> Saved data entries
= Beginning of Section =

use super::*;
use crate::engine::Dialect;
use crate::fragments::{
    Column, Cte, LeftQueryOperator, Operator, QueryOperator, SetOperator,
};
use crate::value::Value;

fn users_by_id() -> Query {
    let mut q = Query::new();
    q.select().add(Column::new("name"));
    q.from(Alias::table("users"));
    q.filter(Operator::eq(Column::new("id"), 7));
    q
}

fn orders_over(total: i64) -> Query {
    let mut q = Query::new();
    q.select().add(Column::new("user_id"));
    q.from(Alias::table("orders"));
    q.filter(Operator::gt(Column::new("total"), total));
    q
}

// ==================== SELECT ====================

#[test]
fn empty_query_fails() {
    let err = Query::new().compile(&Dialect::postgres()).unwrap_err();
    assert!(err.is_empty_query());

    let mut q = Query::new();
    q.from(Alias::table("users"));
    q.filter(Operator::eq(Column::new("id"), 1));
    assert!(q.compile(&Dialect::postgres()).unwrap_err().is_empty_query());
}

#[test]
fn select_from_where() {
    let q = users_by_id();
    let result = q.compile(&Dialect::postgres()).unwrap();
    assert_eq!(result.sql, r#"SELECT "name" FROM "users" WHERE "id" = @p0"#);
    assert_eq!(result.param("@p0"), Some(&Value::Int(7)));

    let result = q.compile(&Dialect::sqlserver()).unwrap();
    assert_eq!(result.sql, "SELECT [name] FROM [users] WHERE [id] = @p0");
}

#[test]
fn parameters_follow_compile_order() {
    let mut q = Query::new();
    q.select().add(Column::all());
    q.from(Alias::table("t"));
    q.filter(Operator::eq(Column::new("a"), 1))
        .filter(Operator::eq(Column::new("b"), 2));
    let result = q.compile(&Dialect::postgres()).unwrap();
    assert_eq!(
        result.sql,
        r#"SELECT * FROM "t" WHERE "a" = @p0 AND "b" = @p1"#
    );
    assert_eq!(result.params.names(), vec!["@p0", "@p1"]);
    assert_eq!(
        result.params.values(),
        vec![&Value::Int(1), &Value::Int(2)]
    );
}

#[test]
fn oracle_parameters_use_colon_prefix() {
    let result = users_by_id().compile(&Dialect::oracle()).unwrap();
    assert_eq!(result.sql, r#"SELECT "name" FROM "users" WHERE "id" = :p0"#);
    assert_eq!(result.param(":p0"), Some(&Value::Int(7)));
}

#[test]
fn pagination_follows_dialect() {
    let mut q = Query::new();
    q.select().add(Column::all());
    q.from(Alias::table("users"));
    q.order_by().add(Column::new("id"));
    q.offset(10).fetch(20);

    let mssql = q.compile(&Dialect::sqlserver()).unwrap();
    assert_eq!(
        mssql.sql,
        "SELECT * FROM [users] ORDER BY [id] OFFSET @p0 ROWS FETCH NEXT @p1 ROWS ONLY"
    );

    let pg = q.compile(&Dialect::postgres()).unwrap();
    assert_eq!(
        pg.sql,
        r#"SELECT * FROM "users" ORDER BY "id" LIMIT @p1 OFFSET @p0"#
    );
    assert_eq!(mssql.params, pg.params);
    assert_eq!(pg.param("@p0"), Some(&Value::Int(10)));
    assert_eq!(pg.param("@p1"), Some(&Value::Int(20)));
}

#[test]
fn select_without_from_uses_dummy_table() {
    let mut q = Query::new();
    q.select().add(RawSql::new("1"));
    assert_eq!(q.compile(&Dialect::oracle()).unwrap().sql, "SELECT 1 FROM DUAL");
    assert_eq!(q.compile(&Dialect::postgres()).unwrap().sql, "SELECT 1");
}

#[test]
fn join_without_from_fails() {
    let mut q = Query::new();
    q.select().add(Column::all());
    q.inner_join(Alias::table("orders"));
    assert!(matches!(
        q.compile(&Dialect::postgres()).unwrap_err(),
        SqlError::InvalidOperation(_)
    ));
}

#[test]
fn joins_follow_from() {
    let u = Alias::new("users", "u");
    let o = Alias::new("orders", "o");
    let mut q = Query::new();
    q.select().add(u.column("name")).add(o.column("total"));
    q.from(u.clone());
    q.left_join(o.clone())
        .on(Operator::eq(o.column("user_id"), u.column("id")));
    assert_eq!(
        q.compile(&Dialect::mysql()).unwrap().sql,
        "SELECT `u`.`name`, `o`.`total` FROM `users` AS `u` \
         LEFT JOIN `orders` AS `o` ON `o`.`user_id` = `u`.`id`"
    );
}

#[test]
fn group_by_and_having() {
    let mut q = Query::new();
    q.select().add(Column::new("dept")).add(Func::count_all());
    q.from(Alias::table("emp"));
    q.group_by().add(Column::new("dept"));
    q.having().add(Operator::gt(Func::count_all(), 5));
    assert_eq!(
        q.compile(&Dialect::postgres()).unwrap().sql,
        r#"SELECT "dept", COUNT(*) FROM "emp" GROUP BY "dept" HAVING COUNT(*) > @p0"#
    );
}

#[test]
fn empty_group_by_fails() {
    let mut q = users_by_id();
    q.group_by();
    assert!(q.compile(&Dialect::postgres()).unwrap_err().is_empty_list());
}

#[test]
fn before_and_after_are_raw() {
    let mut q = Query::new();
    q.select().add(Column::new("a"));
    q.from(Alias::table("t"));
    q.before(RawSql::new("SET NOCOUNT ON;"))
        .after(RawSql::new("OPTION (RECOMPILE)"));
    assert_eq!(
        q.compile(&Dialect::sqlserver()).unwrap().sql,
        "SET NOCOUNT ON; SELECT [a] FROM [t] OPTION (RECOMPILE)"
    );
}

#[test]
fn count_drops_paging() {
    let mut q = Query::new();
    q.select().add(Column::all());
    q.from(Alias::table("users"));
    q.filter(Operator::eq(Column::new("active"), true));
    q.order_by().add(Column::new("id"));
    q.fetch(10);
    q.count();
    assert_eq!(
        q.compile(&Dialect::postgres()).unwrap().sql,
        r#"SELECT COUNT(*) FROM "users" WHERE "active" = @p0"#
    );
}

// ==================== Sub-queries ====================

#[test]
fn cte_body_is_written_once() {
    let mut cte = Cte::new("recent");
    cte.query(orders_over(100));

    let mut q = Query::new();
    q.with().add(cte.clone());
    q.select().add(Column::all());
    q.from(cte.clone());
    q.filter(Operator::eq(cte.col("user_id"), 3));

    let result = q.compile(&Dialect::postgres()).unwrap();
    assert_eq!(
        result.sql,
        r#"WITH "recent" AS (SELECT "user_id" FROM "orders" WHERE "total" > @p0) SELECT * FROM "recent" WHERE "recent"."user_id" = @p1"#
    );
    assert_eq!(result.sql.matches(r#"SELECT "user_id""#).count(), 1);
}

#[test]
fn sub_query_parameters_are_numbered_in_place() {
    let mut q = Query::new();
    q.select().add(Column::new("name"));
    q.from(Alias::table("users"));
    q.filter(Operator::eq(Column::new("active"), true))
        .filter(QueryOperator::in_query(Column::new("id"), orders_over(100)));

    let result = q.compile(&Dialect::postgres()).unwrap();
    assert_eq!(
        result.sql,
        r#"SELECT "name" FROM "users" WHERE "active" = @p0 AND "id" IN (SELECT "user_id" FROM "orders" WHERE "total" > @p1)"#
    );
    assert_eq!(result.param("@p0"), Some(&Value::Bool(true)));
    assert_eq!(result.param("@p1"), Some(&Value::Int(100)));
}

#[test]
fn exists_wraps_query() {
    let mut q = Query::new();
    q.select().add(Column::all());
    q.from(Alias::table("users"));
    q.filter(LeftQueryOperator::exists(orders_over(0)));
    assert_eq!(
        q.compile(&Dialect::postgres()).unwrap().sql,
        r#"SELECT * FROM "users" WHERE EXISTS (SELECT "user_id" FROM "orders" WHERE "total" > @p0)"#
    );
}

#[test]
fn queries_combine_with_set_operators() {
    let mut first = Query::new();
    first.select().add(Column::new("a"));
    first.from(Alias::table("t1"));
    let mut second = Query::new();
    second.select().add(Column::new("a"));
    second.from(Alias::table("t2"));

    let mut union = SetOperator::union_all(first, second);
    union.order_by().add(Column::new("a"));
    assert_eq!(
        compile_fragment(&union, &Dialect::postgres()).unwrap().sql,
        r#"SELECT "a" FROM "t1" UNION ALL SELECT "a" FROM "t2" ORDER BY "a""#
    );
}

fn ids_from(table: &str) -> Query {
    let mut q = Query::new();
    q.select().add(Column::new("id"));
    q.from(Alias::table(table));
    q
}

#[test]
fn nested_set_operators_keep_their_grouping() {
    let mut inner = SetOperator::union(ids_from("b"), ids_from("c"));
    inner.order_by().add(Column::new("id"));
    let outer = SetOperator::union(ids_from("a"), inner);
    assert_eq!(
        compile_fragment(&outer, &Dialect::postgres()).unwrap().sql,
        r#"SELECT "id" FROM "a" UNION (SELECT "id" FROM "b" UNION SELECT "id" FROM "c" ORDER BY "id")"#
    );

    let intersect = SetOperator::intersect(
        SetOperator::union(ids_from("a"), ids_from("b")),
        ids_from("c"),
    );
    assert_eq!(
        compile_fragment(&intersect, &Dialect::postgres()).unwrap().sql,
        r#"(SELECT "id" FROM "a" UNION SELECT "id" FROM "b") INTERSECT SELECT "id" FROM "c""#
    );
    assert_eq!(
        intersect.to_string(),
        "(SELECT id FROM a UNION SELECT id FROM b) INTERSECT SELECT id FROM c"
    );
}

#[test]
fn paged_query_operand_is_parenthesized() {
    let mut first = ids_from("a");
    first.order_by().add(Column::new("id")).desc().unwrap();
    first.fetch(5);
    let union = SetOperator::union_all(first, ids_from("b"));
    assert_eq!(
        compile_fragment(&union, &Dialect::postgres()).unwrap().sql,
        r#"(SELECT "id" FROM "a" ORDER BY "id" DESC LIMIT @p0) UNION ALL SELECT "id" FROM "b""#
    );
}

#[test]
fn sub_query_as_from_source() {
    let mut q = Query::new();
    q.select().add(Column::all());
    q.from(orders_over(5)).alias("big");
    assert_eq!(
        q.compile(&Dialect::postgres()).unwrap().sql,
        r#"SELECT * FROM (SELECT "user_id" FROM "orders" WHERE "total" > @p0) AS "big""#
    );
}

// ==================== Statement kinds ====================

#[test]
fn statement_kinds_replace_each_other() {
    let mut q = users_by_id();
    assert_eq!(q.statement().kind(), Some("SELECT"));

    q.update().set("name", "bob");
    assert_eq!(q.statement().kind(), Some("UPDATE"));
    let result = q.compile(&Dialect::postgres()).unwrap();
    assert_eq!(
        result.sql,
        r#"UPDATE "users" SET "name" = @p0 WHERE "id" = @p1"#
    );
    assert!(!result.sql.contains("SELECT"));

    q.delete();
    assert_eq!(q.statement().kind(), Some("DELETE"));
    let result = q.compile(&Dialect::postgres()).unwrap();
    assert_eq!(result.sql, r#"DELETE FROM "users" WHERE "id" = @p0"#);
    assert!(!result.sql.contains("SET"));

    q.select().add(Column::new("email"));
    assert_eq!(
        q.compile(&Dialect::postgres()).unwrap().sql,
        r#"SELECT "email" FROM "users" WHERE "id" = @p0"#
    );

    q.clear_statement();
    assert!(q.compile(&Dialect::postgres()).unwrap_err().is_empty_query());
}

#[test]
fn reused_query_on_sqlserver() {
    let mut q = users_by_id();
    q.update().set("name", "bob");
    assert_eq!(
        q.compile(&Dialect::sqlserver()).unwrap().sql,
        "UPDATE [users] SET [name] = @p0 FROM [users] WHERE [id] = @p1"
    );

    q.delete();
    assert_eq!(
        q.compile(&Dialect::sqlserver()).unwrap().sql,
        "DELETE [users] FROM [users] WHERE [id] = @p0"
    );
}

#[test]
fn update_with_join_layouts() {
    let u = Alias::new("users", "u");
    let o = Alias::new("orders", "o");
    let mut q = Query::new();
    q.update().set(u.column("total"), 0);
    q.from(u.clone());
    q.inner_join(o.clone())
        .on(Operator::eq(o.column("user_id"), u.column("id")));

    assert_eq!(
        q.compile(&Dialect::mysql()).unwrap().sql,
        "UPDATE `users` AS `u` INNER JOIN `orders` AS `o` ON `o`.`user_id` = `u`.`id` \
         SET `u`.`total` = @p0"
    );
    assert_eq!(
        q.compile(&Dialect::sqlserver()).unwrap().sql,
        "UPDATE [u] SET [u].[total] = @p0 FROM [users] AS [u] \
         INNER JOIN [orders] AS [o] ON [o].[user_id] = [u].[id]"
    );
}

#[test]
fn update_aliased_target_without_from() {
    let u = Alias::new("users", "u");
    let mut q = Query::new();
    q.update().table(u.clone()).set(u.column("name"), "x");
    q.filter(Operator::eq(u.column("id"), 1));
    assert_eq!(
        q.compile(&Dialect::sqlserver()).unwrap().sql,
        "UPDATE [u] SET [u].[name] = @p0 FROM [users] AS [u] WHERE [u].[id] = @p1"
    );
    assert_eq!(
        q.compile(&Dialect::postgres()).unwrap().sql,
        r#"UPDATE "users" AS "u" SET "name" = @p0 WHERE "u"."id" = @p1"#
    );
}

#[test]
fn update_needs_a_target() {
    let mut q = Query::new();
    q.update().set("name", 1);
    assert!(matches!(
        q.compile(&Dialect::postgres()).unwrap_err(),
        SqlError::InvalidOperation(_)
    ));

    let mut empty_set = Query::new();
    empty_set.update().table("users");
    assert!(empty_set.compile(&Dialect::postgres()).unwrap_err().is_empty_list());
}

#[test]
fn delete_needs_from() {
    let mut q = Query::new();
    q.delete();
    assert!(matches!(
        q.compile(&Dialect::postgres()).unwrap_err(),
        SqlError::InvalidOperation(_)
    ));
}

#[test]
fn delete_with_alias_targets_from_source() {
    let u = Alias::new("users", "u");
    let mut q = Query::new();
    q.delete();
    q.from(u.clone());
    q.filter(Operator::eq(u.column("id"), 1));
    assert_eq!(
        q.compile(&Dialect::sqlserver()).unwrap().sql,
        "DELETE [u] FROM [users] AS [u] WHERE [u].[id] = @p0"
    );
    assert_eq!(
        q.compile(&Dialect::postgres()).unwrap().sql,
        r#"DELETE FROM "users" AS "u" WHERE "u"."id" = @p0"#
    );

    q.delete().top(5);
    assert_eq!(
        q.compile(&Dialect::sqlserver()).unwrap().sql,
        "DELETE TOP (@p0) [u] FROM [users] AS [u] WHERE [u].[id] = @p1"
    );
}

#[test]
fn delete_of_unnamed_sub_query_fails() {
    let mut q = Query::new();
    q.delete();
    q.from(orders_over(1));
    assert!(matches!(
        q.compile(&Dialect::sqlserver()).unwrap_err(),
        SqlError::InvalidOperation(_)
    ));
}

#[test]
fn insert_rows() {
    let mut q = Query::new();
    q.insert_into("users").column("id").column("name");
    q.values(ValList::new().with(1).with("a")).unwrap();
    q.values(ValList::new().with(2).with("b")).unwrap();
    let result = q.compile(&Dialect::postgres()).unwrap();
    assert_eq!(
        result.sql,
        r#"INSERT INTO "users" ("id", "name") VALUES (@p0, @p1), (@p2, @p3)"#
    );
    assert_eq!(result.params.len(), 4);
}

#[test]
fn insert_from_select() {
    let mut q = Query::new();
    q.insert_into("archive").column("user_id").from_query(orders_over(10));
    assert_eq!(
        q.compile(&Dialect::postgres()).unwrap().sql,
        r#"INSERT INTO "archive" ("user_id") SELECT "user_id" FROM "orders" WHERE "total" > @p0"#
    );
}

#[test]
fn values_require_insert() {
    let mut q = users_by_id();
    assert!(matches!(
        q.values(ValList::new().with(1)).unwrap_err(),
        SqlError::InvalidOperation(_)
    ));
}

// ==================== Rendering ====================

#[test]
fn display_renders_literals() {
    let u = Alias::new("users", "u");
    let mut q = Query::new();
    q.select().add(u.column("id"));
    q.from(u.clone());
    q.filter(Operator::eq(u.column("id"), 5));
    assert_eq!(q.to_string(), "SELECT u.id FROM users AS u WHERE u.id = 5");
}

#[test]
fn compile_is_repeatable_across_threads() {
    let mut q = users_by_id();
    q.order_by().add(Column::new("name"));
    q.offset(0).fetch(10);
    let engine = Dialect::postgres();
    let expected = q.compile(&engine).unwrap();

    std::thread::scope(|s| {
        let handles: Vec<_> = (0..4).map(|_| s.spawn(|| q.compile(&engine).unwrap())).collect();
        for handle in handles {
            assert_eq!(handle.join().unwrap(), expected);
        }
    });
}

#[cfg(feature = "tracing")]
#[test]
fn traced_engine_compiles_the_same() {
    use crate::trace::CompileTrace;

    let plain = users_by_id().compile(&Dialect::postgres()).unwrap();
    let traced = Dialect::postgres().with_trace(CompileTrace::new().sql_limit(None).show_params());
    assert_eq!(users_by_id().compile(&traced).unwrap(), plain);
    assert!(Query::new().compile(&traced).is_err());
}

= End of Section =

What lines hold the string "ValList"? Pick them out of the data.

> Expected output
    q.values(ValList::new().with(1).with("a")).unwrap();
    q.values(ValList::new().with(2).with("b")).unwrap();
        q.values(ValList::new().with(1)).unwrap_err(),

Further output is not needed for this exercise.